Try it -> Lines from the beginning of the data through the line containing "let center = Point::new(10.0, 10.0);" are to be copied exactly, with no other line included.

Stored data ->
__________________________________________________

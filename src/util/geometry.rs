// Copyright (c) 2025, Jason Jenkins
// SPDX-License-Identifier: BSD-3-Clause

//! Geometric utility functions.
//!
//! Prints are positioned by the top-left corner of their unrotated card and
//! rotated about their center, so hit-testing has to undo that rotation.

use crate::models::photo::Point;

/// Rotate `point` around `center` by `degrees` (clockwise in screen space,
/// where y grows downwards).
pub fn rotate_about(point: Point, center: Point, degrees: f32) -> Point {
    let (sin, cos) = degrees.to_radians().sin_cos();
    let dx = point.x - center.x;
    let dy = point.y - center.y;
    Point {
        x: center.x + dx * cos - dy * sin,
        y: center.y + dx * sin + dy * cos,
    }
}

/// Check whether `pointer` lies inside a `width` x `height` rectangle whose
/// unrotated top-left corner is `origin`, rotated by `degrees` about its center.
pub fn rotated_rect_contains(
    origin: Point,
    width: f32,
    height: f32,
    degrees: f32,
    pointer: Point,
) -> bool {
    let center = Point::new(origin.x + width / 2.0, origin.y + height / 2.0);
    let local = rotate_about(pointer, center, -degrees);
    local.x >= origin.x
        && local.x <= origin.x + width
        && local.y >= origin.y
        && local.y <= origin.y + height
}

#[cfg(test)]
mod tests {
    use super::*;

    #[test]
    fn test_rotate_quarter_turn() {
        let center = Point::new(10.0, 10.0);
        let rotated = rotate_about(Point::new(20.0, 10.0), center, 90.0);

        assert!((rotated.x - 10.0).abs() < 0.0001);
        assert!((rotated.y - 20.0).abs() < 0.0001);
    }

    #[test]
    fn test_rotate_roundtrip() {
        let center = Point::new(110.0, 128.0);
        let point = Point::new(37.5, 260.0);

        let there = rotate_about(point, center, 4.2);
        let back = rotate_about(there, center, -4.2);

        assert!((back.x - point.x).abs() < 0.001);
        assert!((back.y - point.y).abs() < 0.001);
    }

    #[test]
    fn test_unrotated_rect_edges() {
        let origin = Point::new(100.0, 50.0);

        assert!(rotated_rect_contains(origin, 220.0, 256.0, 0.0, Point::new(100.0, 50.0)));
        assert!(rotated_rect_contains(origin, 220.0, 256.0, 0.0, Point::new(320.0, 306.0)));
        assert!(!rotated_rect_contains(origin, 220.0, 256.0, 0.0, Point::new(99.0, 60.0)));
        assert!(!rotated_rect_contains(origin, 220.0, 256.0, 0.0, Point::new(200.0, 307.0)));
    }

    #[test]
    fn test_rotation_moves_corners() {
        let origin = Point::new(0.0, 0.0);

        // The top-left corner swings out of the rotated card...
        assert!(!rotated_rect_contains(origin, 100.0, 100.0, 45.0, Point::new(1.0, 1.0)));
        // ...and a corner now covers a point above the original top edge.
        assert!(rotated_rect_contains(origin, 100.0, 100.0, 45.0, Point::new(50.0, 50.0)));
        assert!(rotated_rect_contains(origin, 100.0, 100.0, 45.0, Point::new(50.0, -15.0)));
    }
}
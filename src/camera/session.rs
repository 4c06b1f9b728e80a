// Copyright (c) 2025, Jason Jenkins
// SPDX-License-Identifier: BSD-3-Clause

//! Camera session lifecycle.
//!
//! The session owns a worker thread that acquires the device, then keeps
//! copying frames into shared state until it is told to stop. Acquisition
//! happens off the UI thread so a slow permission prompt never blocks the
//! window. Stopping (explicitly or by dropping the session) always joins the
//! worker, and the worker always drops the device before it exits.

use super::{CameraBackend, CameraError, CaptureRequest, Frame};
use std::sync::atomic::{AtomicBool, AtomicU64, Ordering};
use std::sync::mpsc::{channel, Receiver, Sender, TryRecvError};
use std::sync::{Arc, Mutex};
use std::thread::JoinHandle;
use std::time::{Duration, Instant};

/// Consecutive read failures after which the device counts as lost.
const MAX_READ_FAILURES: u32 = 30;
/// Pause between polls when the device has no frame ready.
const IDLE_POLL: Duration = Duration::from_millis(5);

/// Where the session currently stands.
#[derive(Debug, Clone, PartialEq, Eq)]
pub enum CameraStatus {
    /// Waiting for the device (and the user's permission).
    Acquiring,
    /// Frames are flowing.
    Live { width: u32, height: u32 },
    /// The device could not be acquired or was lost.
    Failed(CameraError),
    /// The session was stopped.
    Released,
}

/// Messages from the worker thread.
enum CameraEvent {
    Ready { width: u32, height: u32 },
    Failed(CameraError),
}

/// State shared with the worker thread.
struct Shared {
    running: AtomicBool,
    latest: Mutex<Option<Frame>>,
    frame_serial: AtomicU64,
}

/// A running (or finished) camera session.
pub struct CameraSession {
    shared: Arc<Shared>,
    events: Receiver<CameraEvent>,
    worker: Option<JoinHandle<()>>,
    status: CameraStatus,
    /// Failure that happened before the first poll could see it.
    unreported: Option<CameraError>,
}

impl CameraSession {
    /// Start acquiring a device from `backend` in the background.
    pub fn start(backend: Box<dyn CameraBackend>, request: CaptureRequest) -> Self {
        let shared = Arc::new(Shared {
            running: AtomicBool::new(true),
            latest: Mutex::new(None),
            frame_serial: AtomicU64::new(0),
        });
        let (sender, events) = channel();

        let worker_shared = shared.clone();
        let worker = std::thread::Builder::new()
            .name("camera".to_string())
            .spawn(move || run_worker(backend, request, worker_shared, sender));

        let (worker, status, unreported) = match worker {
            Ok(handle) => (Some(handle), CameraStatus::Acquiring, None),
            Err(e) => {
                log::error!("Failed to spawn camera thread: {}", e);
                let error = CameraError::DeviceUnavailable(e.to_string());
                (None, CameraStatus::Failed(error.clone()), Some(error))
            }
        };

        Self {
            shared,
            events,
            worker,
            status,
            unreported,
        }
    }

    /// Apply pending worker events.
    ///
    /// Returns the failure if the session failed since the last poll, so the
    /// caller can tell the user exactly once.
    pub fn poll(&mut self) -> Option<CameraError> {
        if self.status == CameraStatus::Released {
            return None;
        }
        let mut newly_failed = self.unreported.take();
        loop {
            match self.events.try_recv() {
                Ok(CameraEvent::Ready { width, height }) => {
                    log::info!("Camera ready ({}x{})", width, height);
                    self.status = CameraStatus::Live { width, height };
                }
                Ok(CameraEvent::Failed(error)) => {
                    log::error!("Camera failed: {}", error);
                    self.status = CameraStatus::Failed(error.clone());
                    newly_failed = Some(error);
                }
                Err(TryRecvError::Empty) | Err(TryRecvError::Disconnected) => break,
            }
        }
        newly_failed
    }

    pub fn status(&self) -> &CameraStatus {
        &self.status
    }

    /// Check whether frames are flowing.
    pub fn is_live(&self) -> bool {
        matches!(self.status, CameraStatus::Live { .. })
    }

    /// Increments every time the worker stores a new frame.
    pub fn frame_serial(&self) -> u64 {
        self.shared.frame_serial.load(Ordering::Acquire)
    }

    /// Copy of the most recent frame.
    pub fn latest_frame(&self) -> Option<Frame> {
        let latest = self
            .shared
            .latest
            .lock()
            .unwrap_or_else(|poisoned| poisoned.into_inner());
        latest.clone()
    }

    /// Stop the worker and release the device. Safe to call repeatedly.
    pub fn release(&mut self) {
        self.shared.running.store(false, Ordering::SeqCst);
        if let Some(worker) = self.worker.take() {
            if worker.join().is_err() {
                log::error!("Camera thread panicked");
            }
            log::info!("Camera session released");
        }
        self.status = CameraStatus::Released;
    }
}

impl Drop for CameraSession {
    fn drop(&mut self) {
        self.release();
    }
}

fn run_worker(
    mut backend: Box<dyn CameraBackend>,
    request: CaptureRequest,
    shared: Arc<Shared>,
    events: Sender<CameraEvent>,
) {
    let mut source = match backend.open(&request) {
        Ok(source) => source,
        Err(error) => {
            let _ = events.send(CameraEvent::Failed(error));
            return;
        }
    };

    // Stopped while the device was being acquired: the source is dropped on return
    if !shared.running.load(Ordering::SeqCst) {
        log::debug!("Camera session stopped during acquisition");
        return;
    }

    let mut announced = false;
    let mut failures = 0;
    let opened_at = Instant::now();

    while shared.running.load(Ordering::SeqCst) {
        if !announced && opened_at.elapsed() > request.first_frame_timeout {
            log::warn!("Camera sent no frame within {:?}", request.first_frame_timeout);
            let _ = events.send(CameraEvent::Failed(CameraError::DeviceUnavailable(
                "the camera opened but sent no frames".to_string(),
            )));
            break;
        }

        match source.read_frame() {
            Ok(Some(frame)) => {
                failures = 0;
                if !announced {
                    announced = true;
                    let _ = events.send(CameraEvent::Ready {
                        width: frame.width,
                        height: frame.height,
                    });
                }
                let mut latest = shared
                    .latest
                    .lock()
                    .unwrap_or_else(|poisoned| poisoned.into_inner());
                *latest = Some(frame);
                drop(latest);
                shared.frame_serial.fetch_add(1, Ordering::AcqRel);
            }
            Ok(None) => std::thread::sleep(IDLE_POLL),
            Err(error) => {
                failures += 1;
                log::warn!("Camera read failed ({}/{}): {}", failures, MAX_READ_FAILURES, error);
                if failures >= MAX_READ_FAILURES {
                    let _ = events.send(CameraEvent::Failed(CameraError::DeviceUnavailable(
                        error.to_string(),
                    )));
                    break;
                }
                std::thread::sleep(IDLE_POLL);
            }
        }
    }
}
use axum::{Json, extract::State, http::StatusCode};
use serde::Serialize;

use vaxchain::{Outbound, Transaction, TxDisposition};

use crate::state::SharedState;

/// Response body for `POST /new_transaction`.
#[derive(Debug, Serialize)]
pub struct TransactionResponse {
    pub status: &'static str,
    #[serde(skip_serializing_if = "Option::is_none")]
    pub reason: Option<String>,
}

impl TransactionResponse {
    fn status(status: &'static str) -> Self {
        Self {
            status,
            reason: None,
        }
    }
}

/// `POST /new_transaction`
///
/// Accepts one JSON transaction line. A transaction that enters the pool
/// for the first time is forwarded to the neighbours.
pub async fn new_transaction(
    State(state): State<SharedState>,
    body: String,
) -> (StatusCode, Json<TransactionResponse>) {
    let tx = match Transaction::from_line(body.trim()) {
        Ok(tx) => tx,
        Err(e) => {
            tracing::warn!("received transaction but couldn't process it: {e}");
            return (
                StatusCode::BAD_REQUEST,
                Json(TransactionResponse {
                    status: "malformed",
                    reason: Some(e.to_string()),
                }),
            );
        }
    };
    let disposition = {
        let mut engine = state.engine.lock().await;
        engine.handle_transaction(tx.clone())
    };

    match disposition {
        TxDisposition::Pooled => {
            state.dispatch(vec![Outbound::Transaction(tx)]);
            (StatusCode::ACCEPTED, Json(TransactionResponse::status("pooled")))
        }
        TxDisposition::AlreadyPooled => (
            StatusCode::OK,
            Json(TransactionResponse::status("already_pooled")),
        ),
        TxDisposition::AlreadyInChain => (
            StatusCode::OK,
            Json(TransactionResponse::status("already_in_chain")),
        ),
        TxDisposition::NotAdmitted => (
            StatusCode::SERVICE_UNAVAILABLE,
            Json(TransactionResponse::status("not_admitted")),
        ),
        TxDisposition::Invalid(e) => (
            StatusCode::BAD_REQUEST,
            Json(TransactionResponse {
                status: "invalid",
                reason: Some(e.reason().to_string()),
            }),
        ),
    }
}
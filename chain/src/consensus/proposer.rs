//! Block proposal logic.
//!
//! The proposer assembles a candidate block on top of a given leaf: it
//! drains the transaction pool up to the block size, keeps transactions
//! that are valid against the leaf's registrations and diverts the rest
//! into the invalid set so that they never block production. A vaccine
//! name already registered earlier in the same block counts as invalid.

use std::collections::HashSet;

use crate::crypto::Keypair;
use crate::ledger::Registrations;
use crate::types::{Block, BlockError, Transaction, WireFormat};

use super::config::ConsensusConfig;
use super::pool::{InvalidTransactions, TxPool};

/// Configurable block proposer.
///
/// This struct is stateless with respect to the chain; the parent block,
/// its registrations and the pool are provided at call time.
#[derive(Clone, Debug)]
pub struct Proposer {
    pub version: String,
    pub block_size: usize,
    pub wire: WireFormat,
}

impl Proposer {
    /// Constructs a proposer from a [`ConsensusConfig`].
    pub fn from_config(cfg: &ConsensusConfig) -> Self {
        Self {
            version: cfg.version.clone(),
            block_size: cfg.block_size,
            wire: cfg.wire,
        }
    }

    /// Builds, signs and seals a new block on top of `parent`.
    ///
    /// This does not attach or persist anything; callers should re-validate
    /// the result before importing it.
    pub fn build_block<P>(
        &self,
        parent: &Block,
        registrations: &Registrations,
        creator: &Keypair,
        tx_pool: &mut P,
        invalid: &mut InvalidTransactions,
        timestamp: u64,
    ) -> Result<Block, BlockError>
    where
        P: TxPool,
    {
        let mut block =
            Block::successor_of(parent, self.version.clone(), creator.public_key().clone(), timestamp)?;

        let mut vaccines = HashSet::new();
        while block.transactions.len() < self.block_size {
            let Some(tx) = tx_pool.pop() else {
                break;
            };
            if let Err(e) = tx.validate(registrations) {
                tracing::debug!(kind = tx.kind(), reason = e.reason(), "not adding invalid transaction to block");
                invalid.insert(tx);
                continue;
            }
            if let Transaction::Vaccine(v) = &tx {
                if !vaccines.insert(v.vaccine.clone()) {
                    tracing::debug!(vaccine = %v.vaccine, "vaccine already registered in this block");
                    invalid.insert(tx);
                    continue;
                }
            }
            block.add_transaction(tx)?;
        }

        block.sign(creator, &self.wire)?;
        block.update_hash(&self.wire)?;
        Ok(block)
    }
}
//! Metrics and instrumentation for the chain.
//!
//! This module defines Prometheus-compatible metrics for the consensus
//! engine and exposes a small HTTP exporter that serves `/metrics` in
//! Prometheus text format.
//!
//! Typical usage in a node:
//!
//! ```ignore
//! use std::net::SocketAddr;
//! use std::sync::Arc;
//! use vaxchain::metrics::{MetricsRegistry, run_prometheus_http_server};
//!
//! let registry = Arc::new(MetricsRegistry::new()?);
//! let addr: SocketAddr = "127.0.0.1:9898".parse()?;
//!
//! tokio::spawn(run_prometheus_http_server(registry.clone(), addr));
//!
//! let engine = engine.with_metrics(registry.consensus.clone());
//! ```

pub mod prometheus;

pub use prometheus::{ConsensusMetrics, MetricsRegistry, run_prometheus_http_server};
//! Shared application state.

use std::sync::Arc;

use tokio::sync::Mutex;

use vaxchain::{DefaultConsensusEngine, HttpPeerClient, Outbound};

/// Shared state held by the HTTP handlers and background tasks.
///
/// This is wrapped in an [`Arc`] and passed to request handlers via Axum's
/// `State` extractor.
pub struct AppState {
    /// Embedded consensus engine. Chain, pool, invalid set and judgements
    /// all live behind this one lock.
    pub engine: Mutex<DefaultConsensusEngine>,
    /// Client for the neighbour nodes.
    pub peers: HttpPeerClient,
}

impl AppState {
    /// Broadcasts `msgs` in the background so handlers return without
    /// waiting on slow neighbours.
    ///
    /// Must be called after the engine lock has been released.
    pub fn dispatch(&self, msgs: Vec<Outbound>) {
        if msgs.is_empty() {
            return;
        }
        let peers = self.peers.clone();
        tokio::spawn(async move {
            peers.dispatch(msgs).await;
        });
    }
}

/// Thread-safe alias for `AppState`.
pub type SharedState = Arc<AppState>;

__________________________________________________

Exercise solution ->
filename src/util/geometry.rs
// Copyright (c) 2025, Jason Jenkins
// SPDX-License-Identifier: BSD-3-Clause

//! Geometric utility functions.
//!
//! Prints are positioned by the top-left corner of their unrotated card and
//! rotated about their center, so hit-testing has to undo that rotation.

use crate::models::photo::Point;

/// Rotate `point` around `center` by `degrees` (clockwise in screen space,
/// where y grows downwards).
pub fn rotate_about(point: Point, center: Point, degrees: f32) -> Point {
    let (sin, cos) = degrees.to_radians().sin_cos();
    let dx = point.x - center.x;
    let dy = point.y - center.y;
    Point {
        x: center.x + dx * cos - dy * sin,
        y: center.y + dx * sin + dy * cos,
    }
}

/// Check whether `pointer` lies inside a `width` x `height` rectangle whose
/// unrotated top-left corner is `origin`, rotated by `degrees` about its center.
pub fn rotated_rect_contains(
    origin: Point,
    width: f32,
    height: f32,
    degrees: f32,
    pointer: Point,
) -> bool {
    let center = Point::new(origin.x + width / 2.0, origin.y + height / 2.0);
    let local = rotate_about(pointer, center, -degrees);
    local.x >= origin.x
        && local.x <= origin.x + width
        && local.y >= origin.y
        && local.y <= origin.y + height
}

#[cfg(test)]
mod tests {
    use super::*;

    #[test]
    fn test_rotate_quarter_turn() {
        let center = Point::new(10.0, 10.0);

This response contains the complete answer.